** TASK STATEMENT **
Counting the line with "let session_id = self.create();" as the last one, copy out the lines of the data exactly from the first onward.

BEGIN RECORDS PROVIDED

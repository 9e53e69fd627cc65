#![cfg(feature = "web")]
use axum_extra::extract::cookie::{Cookie, CookieJar};
use std::collections::HashMap;
use std::sync::RwLock;
use std::time::{Duration, SystemTime};
use uuid::Uuid;

use crate::record::SalesRecord;

/// Name of the cookie carrying the session id
pub const SESSION_COOKIE: &str = "session";

/// Server-side session data
#[derive(Debug, Clone)]
pub struct Session {
    /// Latest submission, if the visitor has posted the form
    pub record: Option<SalesRecord>,

    /// Time when the session expires
    pub expires_at: SystemTime,
}

/// In-memory session storage keyed by cookie value
#[derive(Debug)]
pub struct SessionStore {
    sessions: RwLock<HashMap<String, Session>>,
    ttl: Duration,
}

impl SessionStore {
    pub fn new(ttl: Duration) -> Self {
        SessionStore {
            sessions: RwLock::new(HashMap::new()),
            ttl,
        }
    }

    /// Create a new empty session and return its id
    pub fn create(&self) -> String {
        let session_id = Uuid::new_v4().to_string();
        let session = Session {
            record: None,
            expires_at: SystemTime::now() + self.ttl,
        };

        let mut sessions = self.sessions.write().unwrap_or_else(|e| e.into_inner());
        let now = SystemTime::now();
        sessions.retain(|_, s| s.expires_at > now);
        sessions.insert(session_id.clone(), session);

        session_id
    }

    /// Check whether a session exists and has not expired
    pub fn is_valid(&self, session_id: &str) -> bool {
        let sessions = self.sessions.read().unwrap_or_else(|e| e.into_inner());
        sessions
            .get(session_id)
            .is_some_and(|s| s.expires_at > SystemTime::now())
    }

    /// Reuse the session named by the cookie, or start a new one
    ///
    /// Returns the jar to send back (with a fresh cookie when a session was
    /// created) and the session id.
    pub fn ensure(&self, jar: CookieJar) -> (CookieJar, String) {
        if let Some(cookie) = jar.get(SESSION_COOKIE) {
            if self.is_valid(cookie.value()) {
                let id = cookie.value().to_string();
                return (jar, id);
            }
        }

        let session_id = self.create();
        let cookie = Cookie::build((SESSION_COOKIE, session_id.clone()))
            .path("/")
            .http_only(true)
            .build();
        (jar.add(cookie), session_id)
    }

    /// Replace the session's record and extend its lifetime
    pub fn store_record(&self, session_id: &str, record: SalesRecord) {
        let mut sessions = self.sessions.write().unwrap_or_else(|e| e.into_inner());
        let expires_at = SystemTime::now() + self.ttl;
        sessions
            .entry(session_id.to_string())
            .and_modify(|s| {
                s.record = Some(record.clone());
                s.expires_at = expires_at;
            })
            .or_insert_with(|| Session {
                record: Some(record),
                expires_at,
            });
    }

    /// The record stored for the session named by the cookie, if any
    pub fn record(&self, jar: &CookieJar) -> Option<SalesRecord> {
        let cookie = jar.get(SESSION_COOKIE)?;
        let sessions = self.sessions.read().unwrap_or_else(|e| e.into_inner());
        sessions
            .get(cookie.value())
            .filter(|s| s.expires_at > SystemTime::now())
            .and_then(|s| s.record.clone())
    }

    pub fn len(&self) -> usize {
        self.sessions.read().unwrap_or_else(|e| e.into_inner()).len()
    }

    pub fn is_empty(&self) -> bool {
        self.len() == 0
    }
}
//! ICS event extraction.
//!
//! Handles the flat subset of RFC 5545 this tool reads: `VEVENT` blocks with
//! unfolded `DTSTART`, `DTEND`, `LOCATION`, `SUMMARY` and `RRULE ... UNTIL=` lines.

mod parse;

pub use parse::{parse_str, read_events};
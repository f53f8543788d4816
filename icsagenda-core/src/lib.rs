//! Core types for icsagenda.
//!
//! The pipeline runs in four steps:
//! - `ics` extracts one `Event` per `BEGIN:VEVENT`/`END:VEVENT` block
//! - `recurrence` expands weekly recurring events up to their UNTIL date
//! - `agenda` sorts the collection and selects a `DateRange`
//! - `agenda` renders the selection as text grouped by day

pub mod agenda;
pub mod date_range;
pub mod error;
pub mod event;
pub mod ics;
pub mod recurrence;
pub mod timestamp;

pub use agenda::Agenda;
pub use date_range::DateRange;
pub use error::{AgendaError, AgendaResult};
pub use event::{Event, EventCollection};
pub use timestamp::Timestamp;
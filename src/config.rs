use std::path::{Path, PathBuf};

use anyhow::{Context, Result};
use icsagenda_core::agenda::AgendaOptions;
use icsagenda_core::timestamp::ClockStyle;
use serde::Deserialize;

/// Optional settings at ~/.config/icsagenda/config.toml
#[derive(Debug, Deserialize)]
#[serde(default, deny_unknown_fields)]
pub struct Config {
    /// Right-align clock hours (" 9:00 AM")
    pub align_hours: bool,

    /// Upper limit on events, generated occurrences included
    pub max_events: Option<usize>,

    /// Drop events that end before they start
    pub reject_inverted: bool,
}

impl Default for Config {
    fn default() -> Self {
        Config {
            align_hours: false,
            max_events: None,
            reject_inverted: true,
        }
    }
}

impl Config {
    pub fn agenda_options(&self) -> AgendaOptions {
        AgendaOptions {
            clock: if self.align_hours {
                ClockStyle::Aligned
            } else {
                ClockStyle::Compact
            },
            reject_inverted: self.reject_inverted,
        }
    }
}

/// Get the config file path (~/.config/icsagenda/config.toml)
pub fn config_path() -> Result<PathBuf> {
    let config_dir = dirs::config_dir()
        .context("Could not determine config directory")?
        .join("icsagenda");
    Ok(config_dir.join("config.toml"))
}

/// Load config from `path`, or from the default location when no path is given.
///
/// A missing default file yields the defaults; a missing explicit file is an error.
pub fn load_config(path: Option<&Path>) -> Result<Config> {
    let path = match path {
        Some(p) => p.to_path_buf(),
        None => match config_path() {
            Ok(p) if p.exists() => p,
            _ => return Ok(Config::default()),
        },
    };

    let content = std::fs::read_to_string(&path)
        .with_context(|| format!("Failed to read config file {}", path.display()))?;
    let config = toml::from_str(&content)
        .with_context(|| format!("Failed to parse config file {}", path.display()))?;

    tracing::debug!(path = %path.display(), ?config, "loaded config");
    Ok(config)
}

#[cfg(test)]
mod tests {
    use super::*;
    use std::io::Write;

    #[test]
    fn empty_file_gives_defaults() {
        let config: Config = toml::from_str("").unwrap();
        assert!(!config.align_hours);
        assert!(config.reject_inverted);
        assert_eq!(config.max_events, None);
    }

    #[test]
    fn reads_all_keys() {
        let config: Config = toml::from_str(
            "align_hours = true\nmax_events = 500\nreject_inverted = false\n",
        )
        .unwrap();

        let options = config.agenda_options();
        assert_eq!(options.clock, ClockStyle::Aligned);
        assert!(!options.reject_inverted);
        assert_eq!(config.max_events, Some(500));
    }

    #[test]
    fn rejects_unknown_keys() {
        assert!(toml::from_str::<Config>("colour = true\n").is_err());
    }

    #[test]
    fn loads_explicit_path() {
        let mut file = tempfile::NamedTempFile::new().unwrap();
        writeln!(file, "max_events = 3").unwrap();

        let config = load_config(Some(file.path())).unwrap();
        assert_eq!(config.max_events, Some(3));
    }

    #[test]
    fn missing_explicit_path_is_an_error() {
        let err = load_config(Some(Path::new("/nonexistent/icsagenda.toml"))).unwrap_err();
        assert!(err.to_string().contains("Failed to read config file"));
    }
}
//! Calendar events and the collection that owns them.

use std::fmt;

use crate::error::{AgendaError, AgendaResult};
use crate::timestamp::Timestamp;

/// A single calendar occurrence.
///
/// Fields missing from the input stay at their empty default.
#[derive(Debug, Clone, Default, PartialEq, Eq)]
pub struct Event {
    pub start: Timestamp,
    pub end: Timestamp,
    pub location: String,
    pub summary: String,

    // Recurrence fields
    /// Set when an UNTIL marker was found in the event's block
    pub recurs: bool,
    /// Horizon of the weekly series; only meaningful when `recurs` is set
    pub recurrence_until: Timestamp,
}

impl Event {
    /// A non-recurring copy of this event moved to `start`/`end`.
    pub fn occurrence(&self, start: Timestamp, end: Timestamp) -> Event {
        Event {
            start,
            end,
            location: self.location.clone(),
            summary: self.summary.clone(),
            recurs: false,
            recurrence_until: Timestamp::default(),
        }
    }

    /// True when both times parse and the end lies before the start.
    pub fn is_inverted(&self) -> bool {
        self.start.components().is_ok() && self.end.components().is_ok() && self.end < self.start
    }
}

impl fmt::Display for Event {
    fn fmt(&self, f: &mut fmt::Formatter) -> fmt::Result {
        write!(f, "{} ({} - {})", self.summary, self.start, self.end)
    }
}

/// Growable, owned sequence of events.
///
/// Insertion order is kept until [`EventCollection::sort`] is called. An
/// optional limit makes growth past a fixed number of events an error.
#[derive(Debug, Clone, Default)]
pub struct EventCollection {
    events: Vec<Event>,
    limit: Option<usize>,
}

impl EventCollection {
    pub fn new() -> Self {
        Self::default()
    }

    pub fn with_limit(limit: usize) -> Self {
        EventCollection {
            events: Vec::new(),
            limit: Some(limit),
        }
    }

    pub fn push(&mut self, event: Event) -> AgendaResult<()> {
        if let Some(limit) = self.limit {
            if self.events.len() >= limit {
                return Err(AgendaError::CapacityExceeded { limit });
            }
        }
        self.events.push(event);
        Ok(())
    }

    pub fn extend(&mut self, events: impl IntoIterator<Item = Event>) -> AgendaResult<()> {
        events.into_iter().try_for_each(|event| self.push(event))
    }

    /// Drop every event for which `keep` returns false.
    pub fn retain(&mut self, keep: impl FnMut(&Event) -> bool) {
        self.events.retain(keep);
    }

    /// Stable sort by start token; events with equal starts keep their order.
    pub fn sort(&mut self) {
        self.events.sort_by(|a, b| a.start.cmp(&b.start));
    }

    pub fn len(&self) -> usize {
        self.events.len()
    }

    pub fn is_empty(&self) -> bool {
        self.events.is_empty()
    }

    pub fn iter(&self) -> std::slice::Iter<'_, Event> {
        self.events.iter()
    }

    pub fn as_slice(&self) -> &[Event] {
        &self.events
    }
}

impl<'a> IntoIterator for &'a EventCollection {
    type Item = &'a Event;
    type IntoIter = std::slice::Iter<'a, Event>;

    fn into_iter(self) -> Self::IntoIter {
        self.events.iter()
    }
}

impl From<Vec<Event>> for EventCollection {
    fn from(events: Vec<Event>) -> Self {
        EventCollection { events, limit: None }
    }
}
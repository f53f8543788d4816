//! Date range for filtering events.

use chrono::NaiveDate;

use crate::event::Event;
use crate::timestamp::Timestamp;

/// Inclusive range of calendar days.
///
/// A range whose `from` lies after its `to` is valid and selects nothing.
#[derive(Debug, Clone, Copy, PartialEq, Eq)]
pub struct DateRange {
    pub from: NaiveDate,
    pub to: NaiveDate,
}

impl DateRange {
    pub fn new(from: NaiveDate, to: NaiveDate) -> Self {
        DateRange { from, to }
    }

    /// `from` at `T000000`
    pub fn lower_bound(&self) -> Timestamp {
        Timestamp::start_of_day(self.from)
    }

    /// `to` at `T235959`
    pub fn upper_bound(&self) -> Timestamp {
        Timestamp::end_of_day(self.to)
    }

    /// Whether the event starts inside the range, bounds included.
    pub fn contains(&self, event: &Event) -> bool {
        event.start >= self.lower_bound() && event.start <= self.upper_bound()
    }
}

/// Parse a `YYYY/MM/DD` date; month and day may omit their leading zero.
pub fn parse_date(s: &str) -> Result<NaiveDate, String> {
    NaiveDate::parse_from_str(s, "%Y/%m/%d")
        .map_err(|_| format!("Invalid date format '{}'. Expected YYYY/MM/DD", s))
}

#[cfg(test)]
mod tests {
    use super::*;

    fn event_at(start: &str) -> Event {
        Event {
            start: Timestamp::from(start),
            ..Default::default()
        }
    }

    fn range(from: &str, to: &str) -> DateRange {
        DateRange::new(parse_date(from).unwrap(), parse_date(to).unwrap())
    }

    fn january() -> DateRange {
        range("2024/01/01", "2024/01/31")
    }

    #[test]
    fn bounds_cover_whole_days() {
        let range = january();
        assert_eq!(range.lower_bound().as_str(), "20240101T000000");
        assert_eq!(range.upper_bound().as_str(), "20240131T235959");
    }

    #[test]
    fn contains_is_inclusive_at_both_ends() {
        let range = january();
        assert!(range.contains(&event_at("20240101T000000")));
        assert!(range.contains(&event_at("20240131T235959")));
        assert!(!range.contains(&event_at("20231231T235959")));
        assert!(!range.contains(&event_at("20240201T000000")));
    }

    #[test]
    fn event_without_start_is_outside() {
        assert!(!january().contains(&event_at("")));
    }

    #[test]
    fn accepts_unpadded_fields() {
        assert_eq!(parse_date("2024/1/5").unwrap(), NaiveDate::from_ymd_opt(2024, 1, 5).unwrap());
        assert_eq!(parse_date("2024/2/9").unwrap(), NaiveDate::from_ymd_opt(2024, 2, 9).unwrap());
    }

    #[test]
    fn rejects_bad_dates() {
        assert!(parse_date("2024-01-01").is_err());
        assert!(parse_date("2024/02/30").is_err());
        assert!(parse_date("01/31/2024").is_err());
    }

    #[test]
    fn single_day_range() {
        let range = range("2024/02/28", "2024/02/28");
        assert!(range.contains(&event_at("20240228T000000")));
        assert!(range.contains(&event_at("20240228T120000")));
        assert!(!range.contains(&event_at("20240229T000000")));
    }

    #[test]
    fn reversed_range_contains_nothing() {
        let range = range("2024/03/01", "2024/02/01");
        assert!(!range.contains(&event_at("20240215T120000")));
        assert!(!range.contains(&event_at("20240301T000000")));
        assert!(!range.contains(&event_at("20240201T235959")));
    }
}
//! Weekly expansion for recurring events.
//!
//! A recurring event is the seed of a weekly series: every start one, two,
//! three... weeks later becomes its own non-recurring event, for as long as
//! the occurrence date is on or before the seed's UNTIL date.

use crate::error::AgendaResult;
use crate::event::{Event, EventCollection};

/// Expand one recurring seed into its later weekly occurrences.
///
/// The seed itself is NOT included. Time of day plays no part in the
/// horizon check: an occurrence on the UNTIL date is kept whatever its time.
pub fn expand_weekly(seed: &Event) -> AgendaResult<Vec<Event>> {
    if !seed.recurs {
        return Ok(Vec::new());
    }

    let until = seed.recurrence_until.date()?;
    let mut occurrences = Vec::new();

    for weeks in 1.. {
        let start = seed.start.add_weeks(weeks)?;
        if start.date()? > until {
            break;
        }
        let end = seed.end.add_weeks(weeks)?;

        tracing::trace!(summary = %seed.summary, start = %start, "generated occurrence");
        occurrences.push(seed.occurrence(start, end));
    }

    Ok(occurrences)
}

/// Append the weekly occurrences of every recurring event in `events`.
///
/// Only events present before the call act as seeds. A seed with a malformed
/// start, end or UNTIL token is left as a single event. Returns the number of
/// occurrences added.
pub fn expand_all(events: &mut EventCollection) -> AgendaResult<usize> {
    let mut generated = Vec::new();

    for seed in events.iter().filter(|e| e.recurs) {
        match expand_weekly(seed) {
            Ok(occurrences) => generated.extend(occurrences),
            Err(e) => tracing::warn!(summary = %seed.summary, "not expanding recurring event: {}", e),
        }
    }

    let count = generated.len();
    events.extend(generated)?;

    tracing::debug!(count, "expanded recurring events");
    Ok(count)
}

#[cfg(test)]
mod tests {
    use super::*;
    use crate::error::AgendaError;
    use crate::timestamp::Timestamp;
    use chrono::{Duration, NaiveDate};
    use proptest::prelude::*;

    fn weekly(start: &str, end: &str, until: &str) -> Event {
        Event {
            start: Timestamp::from(start),
            end: Timestamp::from(end),
            summary: "Lecture".into(),
            location: "ECS 123".into(),
            recurs: true,
            recurrence_until: Timestamp::from(until),
        }
    }

    fn starts(events: &[Event]) -> Vec<&str> {
        events.iter().map(|e| e.start.as_str()).collect()
    }

    #[test]
    fn series_includes_occurrence_on_until_date() {
        let seed = weekly("20240101T100000", "20240101T110000", "20240115T000000");
        let occurrences = expand_weekly(&seed).unwrap();

        assert_eq!(starts(&occurrences), ["20240108T100000", "20240115T100000"]);
        assert_eq!(occurrences[1].end.as_str(), "20240115T110000");
    }

    #[test]
    fn occurrences_copy_details_and_do_not_recur() {
        let seed = weekly("20240101T100000", "20240101T110000", "20240131T235959");
        for occurrence in expand_weekly(&seed).unwrap() {
            assert!(!occurrence.recurs);
            assert_eq!(occurrence.summary, "Lecture");
            assert_eq!(occurrence.location, "ECS 123");
        }
    }

    #[test]
    fn occurrence_count_is_whole_weeks_to_horizon() {
        // 2024-01-03 .. 2024-03-27 is 84 days
        let seed = weekly("20240103T080000", "20240103T090000", "20240327T000000");
        assert_eq!(expand_weekly(&seed).unwrap().len(), 12);

        let seed = weekly("20240103T080000", "20240103T090000", "20240326T235959");
        assert_eq!(expand_weekly(&seed).unwrap().len(), 11);
    }

    #[test]
    fn horizon_before_first_repeat_generates_nothing() {
        let seed = weekly("20240101T100000", "20240101T110000", "20240107T235959");
        assert!(expand_weekly(&seed).unwrap().is_empty());
    }

    #[test]
    fn non_recurring_event_generates_nothing() {
        let mut seed = weekly("20240101T100000", "20240101T110000", "20240301T000000");
        seed.recurs = false;
        assert!(expand_weekly(&seed).unwrap().is_empty());
    }

    #[test]
    fn malformed_until_is_an_error() {
        let seed = weekly("20240101T100000", "20240101T110000", "soon");
        assert!(matches!(
            expand_weekly(&seed),
            Err(AgendaError::MalformedDateTime(_))
        ));
    }

    #[test]
    fn expand_all_uses_only_existing_seeds() {
        let mut events = EventCollection::from(vec![
            weekly("20240101T100000", "20240101T110000", "20240115T000000"),
            Event {
                start: Timestamp::from("20240102T090000"),
                end: Timestamp::from("20240102T093000"),
                ..Default::default()
            },
        ]);

        assert_eq!(expand_all(&mut events).unwrap(), 2);
        assert_eq!(events.len(), 4);
        assert_eq!(
            starts(events.as_slice()),
            ["20240101T100000", "20240102T090000", "20240108T100000", "20240115T100000"]
        );
    }

    #[test]
    fn expand_all_skips_malformed_seed() {
        let mut events = EventCollection::from(vec![
            weekly("garbage", "20240101T110000", "20240115T000000"),
            weekly("20240101T100000", "20240101T110000", "20240108T000000"),
        ]);

        assert_eq!(expand_all(&mut events).unwrap(), 1);
        assert_eq!(events.len(), 3);
    }

    #[test]
    fn expand_all_stops_at_capacity() {
        let mut events = EventCollection::with_limit(3);
        events
            .push(weekly("20240101T100000", "20240101T110000", "20240401T000000"))
            .unwrap();

        assert!(matches!(
            expand_all(&mut events),
            Err(AgendaError::CapacityExceeded { limit: 3 })
        ));
    }

    proptest! {
        #[test]
        fn series_covers_every_whole_week_up_to_horizon(
            start_day in 0i64..20_000,
            gap_days in 0i64..1_500,
            start_hour in 0u32..24,
            until_hour in 0u32..24,
        ) {
            let start_date = NaiveDate::from_ymd_opt(1990, 1, 1).unwrap() + Duration::days(start_day);
            let until_date = start_date + Duration::days(gap_days);
            let start = start_date.and_hms_opt(start_hour, 0, 0).unwrap();
            let until = until_date.and_hms_opt(until_hour, 0, 0).unwrap();

            let seed = Event {
                start: Timestamp::from_date_time(start),
                end: Timestamp::from_date_time(start + Duration::minutes(30)),
                recurs: true,
                recurrence_until: Timestamp::from_date_time(until),
                ..Default::default()
            };
            let occurrences = expand_weekly(&seed).unwrap();

            prop_assert_eq!(occurrences.len() as i64, gap_days / 7);
            for (i, occurrence) in occurrences.iter().enumerate() {
                let date = occurrence.start.date().unwrap();
                prop_assert!(date <= until_date);
                prop_assert_eq!(date, start_date + Duration::weeks(i as i64 + 1));
            }
        }
    }
}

END RECORDS PROVIDED

** ANSWER BELOW **
repository 9e53e69fd627cc65
#![cfg(feature = "web")]
use axum_extra::extract::cookie::{Cookie, CookieJar};
use std::collections::HashMap;
use std::sync::RwLock;
use std::time::{Duration, SystemTime};
use uuid::Uuid;

use crate::record::SalesRecord;

/// Name of the cookie carrying the session id
pub const SESSION_COOKIE: &str = "session";

/// Server-side session data
#[derive(Debug, Clone)]
pub struct Session {
    /// Latest submission, if the visitor has posted the form
    pub record: Option<SalesRecord>,

    /// Time when the session expires
    pub expires_at: SystemTime,
}

/// In-memory session storage keyed by cookie value
#[derive(Debug)]
pub struct SessionStore {
    sessions: RwLock<HashMap<String, Session>>,
    ttl: Duration,
}

impl SessionStore {
    pub fn new(ttl: Duration) -> Self {
        SessionStore {
            sessions: RwLock::new(HashMap::new()),
            ttl,
        }
    }

    /// Create a new empty session and return its id
    pub fn create(&self) -> String {
        let session_id = Uuid::new_v4().to_string();
        let session = Session {
            record: None,
            expires_at: SystemTime::now() + self.ttl,
        };

        let mut sessions = self.sessions.write().unwrap_or_else(|e| e.into_inner());
        let now = SystemTime::now();
        sessions.retain(|_, s| s.expires_at > now);
        sessions.insert(session_id.clone(), session);

        session_id
    }

    /// Check whether a session exists and has not expired
    pub fn is_valid(&self, session_id: &str) -> bool {
        let sessions = self.sessions.read().unwrap_or_else(|e| e.into_inner());
        sessions
            .get(session_id)
            .is_some_and(|s| s.expires_at > SystemTime::now())
    }

    /// Reuse the session named by the cookie, or start a new one
    ///
    /// Returns the jar to send back (with a fresh cookie when a session was
    /// created) and the session id.
    pub fn ensure(&self, jar: CookieJar) -> (CookieJar, String) {
        if let Some(cookie) = jar.get(SESSION_COOKIE) {
            if self.is_valid(cookie.value()) {
                let id = cookie.value().to_string();
                return (jar, id);
            }
        }

        let session_id = self.create();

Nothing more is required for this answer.